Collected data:

..........

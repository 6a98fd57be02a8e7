//! Business-directory lookup: a places/maps style API resolving a
//! storefront's category, rating, and review count from its domain or
//! guessed company name.
//!
//! L2, structured business data — same call shape as [`super::geoip`], a
//! GET-with-API-key call against a single fixed endpoint.

use std::time::Duration;

use async_trait::async_trait;
use serde::Deserialize;
use serde_json::json;

use crate::breaker::BreakerConfig;
use crate::errors::SourceErrorKind;

use super::{EnrichmentHints, EnrichmentSource, SourceField, SourceResult};

#[derive(Debug, Deserialize)]
struct PlacesResponse {
    category: Option<String>,
    rating: Option<f64>,
    review_count: Option<u32>,
    formatted_address: Option<String>,
}

pub struct PlacesSource {
    client: reqwest::Client,
    api_key: String,
    base_url: String,
}

impl PlacesSource {
    #[must_use]
    pub fn new(api_key: String) -> Self {
        Self {
            client: reqwest::Client::builder()
                .timeout(Duration::from_secs(2))
                .build()
                .unwrap_or_default(),
            api_key,
            base_url: "https://api.placesdirectory.example/v1/search".to_string(),
        }
    }

    #[must_use]
    #[cfg(test)]
    pub fn with_base_url(api_key: String, base_url: String) -> Self {
        Self {
            client: reqwest::Client::new(),
            api_key,
            base_url,
        }
    }
}

fn classify_transport(err: &reqwest::Error) -> SourceErrorKind {
    if err.is_timeout() {
        SourceErrorKind::Timeout
    } else if err.status().is_some_and(|s| s.as_u16() == 401 || s.as_u16() == 403) {
        SourceErrorKind::Auth
    } else if err.status().is_some_and(|s| s.as_u16() == 429) {
        SourceErrorKind::RateLimited
    } else if err.status().is_some_and(|s| s.is_server_error()) {
        SourceErrorKind::Upstream5xx
    } else {
        SourceErrorKind::Network
    }
}

#[async_trait]
impl EnrichmentSource for PlacesSource {
    fn name(&self) -> &'static str {
        "places"
    }

    fn timeout(&self) -> Duration {
        Duration::from_millis(1800)
    }

    fn cost_estimate_usd(&self) -> f64 {
        0.0
    }

    fn breaker_config(&self) -> BreakerConfig {
        BreakerConfig::llm_or_metadata()
    }

    fn confidence_prior(&self) -> u8 {
        65
    }

    async fn enrich(&self, domain: &str, hints: &EnrichmentHints) -> Result<SourceResult, SourceErrorKind> {
        let query = hints.company_name.clone().unwrap_or_else(|| domain.to_string());

        let response = self
            .client
            .get(&self.base_url)
            .query(&[("key", self.api_key.as_str()), ("query", query.as_str())])
            .send()
            .await
            .map_err(|e| classify_transport(&e))?;

        if response.status().as_u16() == 401 || response.status().as_u16() == 403 {
            return Err(SourceErrorKind::Auth);
        }
        if response.status().as_u16() == 429 {
            return Err(SourceErrorKind::RateLimited);
        }
        if response.status().is_server_error() {
            return Err(SourceErrorKind::Upstream5xx);
        }

        let body: PlacesResponse = response.json().await.map_err(|_| SourceErrorKind::Parse)?;

        let mut fields = Vec::new();
        if let Some(category) = body.category {
            fields.push(SourceField::simple("ai_business_category", json!(category)));
        }
        if let Some(rating) = body.rating {
            fields.push(SourceField::simple("ai_rating", json!(rating)));
        }
        if let Some(count) = body.review_count {
            fields.push(SourceField::simple("ai_review_count", json!(count)));
        }
        if let Some(address) = body.formatted_address {
            fields.push(SourceField::simple("address", json!(address)));
        }
        if fields.is_empty() {
            return Err(SourceErrorKind::NotFound);
        }

        Ok(SourceResult {
            fields,
            cost_usd: self.cost_estimate_usd(),
        })
    }
}

#[cfg(test)]
mod tests {
    use super::*;

    #[tokio::test]
    async fn maps_category_rating_and_reviews() {
        let server = httpmock::MockServer::start_async().await;
        let _mock = server
            .mock_async(|when, then| {
                when.method(httpmock::Method::GET).path("/v1/search");
                then.status(200).json_body(json!({
                    "category": "Software Company",
                    "rating": 4.6,
                    "review_count": 128,
                    "formatted_address": "123 Market St, San Francisco, CA"
                }));
            })
            .await;

        let source =
            PlacesSource::with_base_url("key".to_string(), format!("{}/v1/search", server.base_url()));
        let hints = EnrichmentHints {
            company_name: Some("Acme".to_string()),
            ..Default::default()
        };
        let result = source.enrich("acme.com", &hints).await.unwrap();
        assert!(result.fields.iter().any(|f| f.key == "ai_rating" && f.raw_value == json!(4.6)));
    }

    #[tokio::test]
    async fn empty_body_is_not_found() {
        let server = httpmock::MockServer::start_async().await;
        let _mock = server
            .mock_async(|when, then| {
                when.method(httpmock::Method::GET);
                then.status(200).json_body(json!({}));
            })
            .await;

        let source = PlacesSource::with_base_url("key".to_string(), server.base_url());
        let err = source.enrich("acme.com", &EnrichmentHints::default()).await.unwrap_err();
        assert_eq!(err, SourceErrorKind::NotFound);
    }
}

..........

Problem to solve = Copy out each record, keeping every word as it is.

Finished task =
repository 6a98fd57be02a8e7
//! Business-directory lookup: a places/maps style API resolving a
//! storefront's category, rating, and review count from its domain or
//! guessed company name.
//!
//! L2, structured business data — same call shape as [`super::geoip`], a
//! GET-with-API-key call against a single fixed endpoint.

use std::time::Duration;

use async_trait::async_trait;
use serde::Deserialize;
use serde_json::json;

use crate::breaker::BreakerConfig;
use crate::errors::SourceErrorKind;

use super::{EnrichmentHints, EnrichmentSource, SourceField, SourceResult};

#[derive(Debug, Deserialize)]
struct PlacesResponse {
    category: Option<String>,
    rating: Option<f64>,
    review_count: Option<u32>,
    formatted_address: Option<String>,
}

pub struct PlacesSource {
    client: reqwest::Client,
    api_key: String,
    base_url: String,
}

impl PlacesSource {
    #[must_use]
    pub fn new(api_key: String) -> Self {
        Self {
            client: reqwest::Client::builder()
                .timeout(Duration::from_secs(2))
                .build()
                .unwrap_or_default(),
            api_key,
            base_url: "https://api.placesdirectory.example/v1/search".to_string(),
        }
    }

    #[must_use]
    #[cfg(test)]
    pub fn with_base_url(api_key: String, base_url: String) -> Self {
        Self {
            client: reqwest::Client::new(),
            api_key,
            base_url,
        }
    }
}

fn classify_transport(err: &reqwest::Error) -> SourceErrorKind {
    if err.is_timeout() {
        SourceErrorKind::Timeout
    } else if err.status().is_some_and(|s| s.as_u16() == 401 || s.as_u16() == 403) {
        SourceErrorKind::Auth
    } else if err.status().is_some_and(|s| s.as_u16() == 429) {
        SourceErrorKind::RateLimited
    } else if err.status().is_some_and(|s| s.is_server_error()) {
        SourceErrorKind::Upstream5xx
    } else {
        SourceErrorKind::Network
    }
}

#[async_trait]
impl EnrichmentSource for PlacesSource {
    fn name(&self) -> &'static str {
        "places"
    }

    fn timeout(&self) -> Duration {
        Duration::from_millis(1800)
    }

    fn cost_estimate_usd(&self) -> f64 {
        0.0
    }

    fn breaker_config(&self) -> BreakerConfig {
        BreakerConfig::llm_or_metadata()
    }

    fn confidence_prior(&self) -> u8 {
        65
    }

    async fn enrich(&self, domain: &str, hints: &EnrichmentHints) -> Result<SourceResult, SourceErrorKind> {
        let query = hints.company_name.clone().unwrap_or_else(|| domain.to_string());

        let response = self
            .client
            .get(&self.base_url)
            .query(&[("key", self.api_key.as_str()), ("query", query.as_str())])
            .send()
            .await
            .map_err(|e| classify_transport(&e))?;

        if response.status().as_u16() == 401 || response.status().as_u16() == 403 {
            return Err(SourceErrorKind::Auth);
        }
        if response.status().as_u16() == 429 {
            return Err(SourceErrorKind::RateLimited);
        }
        if response.status().is_server_error() {
            return Err(SourceErrorKind::Upstream5xx);
        }

        let body: PlacesResponse = response.json().await.map_err(|_| SourceErrorKind::Parse)?;

        let mut fields = Vec::new();
        if let Some(category) = body.category {
            fields.push(SourceField::simple("ai_business_category", json!(category)));
        }
        if let Some(rating) = body.rating {
            fields.push(SourceField::simple("ai_rating", json!(rating)));
        }
        if let Some(count) = body.review_count {
            fields.push(SourceField::simple("ai_review_count", json!(count)));
        }
        if let Some(address) = body.formatted_address {
            fields.push(SourceField::simple("address", json!(address)));
        }
        if fields.is_empty() {
            return Err(SourceErrorKind::NotFound);
        }

        Ok(SourceResult {
            fields,
            cost_usd: self.cost_estimate_usd(),
        })
    }
}

#[cfg(test)]
mod tests {
    use super::*;

    #[tokio::test]
    async fn maps_category_rating_and_reviews() {
        let server = httpmock::MockServer::start_async().await;
        let _mock = server
            .mock_async(|when, then| {
                when.method(httpmock::Method::GET).path("/v1/search");
                then.status(200).json_body(json!({
                    "category": "Software Company",
                    "rating": 4.6,
                    "review_count": 128,
                    "formatted_address": "123 Market St, San Francisco, CA"
                }));
            })
            .await;

        let source =
            PlacesSource::with_base_url("key".to_string(), format!("{}/v1/search", server.base_url()));
        let hints = EnrichmentHints {
            company_name: Some("Acme".to_string()),
            ..Default::default()
        };
        let result = source.enrich("acme.com", &hints).await.unwrap();
        assert!(result.fields.iter().any(|f| f.key == "ai_rating" && f.raw_value == json!(4.6)));
    }

    #[tokio::test]
    async fn empty_body_is_not_found() {
        let server = httpmock::MockServer::start_async().await;
        let _mock = server
            .mock_async(|when, then| {
                when.method(httpmock::Method::GET);
                then.status(200).json_body(json!({}));
            })
            .await;

        let source = PlacesSource::with_base_url("key".to_string(), server.base_url());
        let err = source.enrich("acme.com", &EnrichmentHints::default()).await.unwrap_err();
        assert_eq!(err, SourceErrorKind::NotFound);
    }
}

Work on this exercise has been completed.